EXERCISE
Lines below that hold the word "aligned" must be copied in full.

[Stored records]
== Segment start ==
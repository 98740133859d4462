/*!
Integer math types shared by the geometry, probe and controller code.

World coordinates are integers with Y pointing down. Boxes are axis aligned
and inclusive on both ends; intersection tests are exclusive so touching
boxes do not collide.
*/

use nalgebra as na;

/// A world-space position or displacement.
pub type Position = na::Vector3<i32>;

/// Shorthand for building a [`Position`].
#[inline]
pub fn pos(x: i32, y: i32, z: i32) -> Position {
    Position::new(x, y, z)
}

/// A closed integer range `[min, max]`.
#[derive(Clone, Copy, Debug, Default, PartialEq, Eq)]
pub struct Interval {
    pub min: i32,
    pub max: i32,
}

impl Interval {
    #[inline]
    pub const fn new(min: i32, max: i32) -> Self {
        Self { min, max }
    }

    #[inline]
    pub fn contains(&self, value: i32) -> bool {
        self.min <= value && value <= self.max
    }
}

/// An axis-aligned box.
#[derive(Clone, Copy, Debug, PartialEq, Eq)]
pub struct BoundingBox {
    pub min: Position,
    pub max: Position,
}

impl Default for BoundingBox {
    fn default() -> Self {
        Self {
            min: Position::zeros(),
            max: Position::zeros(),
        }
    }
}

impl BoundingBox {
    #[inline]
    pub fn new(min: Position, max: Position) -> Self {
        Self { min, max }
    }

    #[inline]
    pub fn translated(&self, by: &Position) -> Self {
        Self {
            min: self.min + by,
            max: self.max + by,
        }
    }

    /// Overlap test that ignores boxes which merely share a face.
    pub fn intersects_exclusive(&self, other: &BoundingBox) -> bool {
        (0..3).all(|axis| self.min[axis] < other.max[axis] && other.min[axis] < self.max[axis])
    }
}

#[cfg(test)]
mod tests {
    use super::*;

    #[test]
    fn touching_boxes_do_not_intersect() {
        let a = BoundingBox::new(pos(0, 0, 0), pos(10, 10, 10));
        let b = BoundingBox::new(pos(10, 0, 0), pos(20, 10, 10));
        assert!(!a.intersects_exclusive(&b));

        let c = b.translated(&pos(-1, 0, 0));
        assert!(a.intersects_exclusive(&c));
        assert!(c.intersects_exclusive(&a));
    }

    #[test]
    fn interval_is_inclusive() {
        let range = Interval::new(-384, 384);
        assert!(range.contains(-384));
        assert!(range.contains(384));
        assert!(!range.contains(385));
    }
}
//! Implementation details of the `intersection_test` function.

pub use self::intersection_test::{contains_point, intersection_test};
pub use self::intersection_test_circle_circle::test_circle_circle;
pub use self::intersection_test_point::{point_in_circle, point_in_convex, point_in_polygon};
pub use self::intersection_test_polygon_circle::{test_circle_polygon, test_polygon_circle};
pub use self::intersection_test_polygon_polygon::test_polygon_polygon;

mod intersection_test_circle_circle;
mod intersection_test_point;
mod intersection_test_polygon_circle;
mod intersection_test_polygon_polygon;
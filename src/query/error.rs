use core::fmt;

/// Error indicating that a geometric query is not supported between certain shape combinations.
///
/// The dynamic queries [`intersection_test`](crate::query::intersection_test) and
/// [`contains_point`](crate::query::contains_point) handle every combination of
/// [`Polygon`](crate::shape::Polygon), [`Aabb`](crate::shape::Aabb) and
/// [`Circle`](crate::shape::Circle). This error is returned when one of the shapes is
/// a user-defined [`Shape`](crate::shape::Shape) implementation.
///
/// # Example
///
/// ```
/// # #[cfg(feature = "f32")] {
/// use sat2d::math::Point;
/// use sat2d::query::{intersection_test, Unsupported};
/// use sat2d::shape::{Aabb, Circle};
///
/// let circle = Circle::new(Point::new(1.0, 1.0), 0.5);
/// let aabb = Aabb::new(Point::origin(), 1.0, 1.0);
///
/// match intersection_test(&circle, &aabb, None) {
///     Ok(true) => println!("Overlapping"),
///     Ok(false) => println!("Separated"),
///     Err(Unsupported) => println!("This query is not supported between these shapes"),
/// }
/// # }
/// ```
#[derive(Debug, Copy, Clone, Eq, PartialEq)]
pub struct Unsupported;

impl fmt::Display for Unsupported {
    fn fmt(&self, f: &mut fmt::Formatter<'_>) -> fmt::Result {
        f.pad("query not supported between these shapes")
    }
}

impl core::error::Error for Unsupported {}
== Segment end ==
TASK RESPONSE
World coordinates are integers with Y pointing down. Boxes are axis aligned
/// An axis-aligned box.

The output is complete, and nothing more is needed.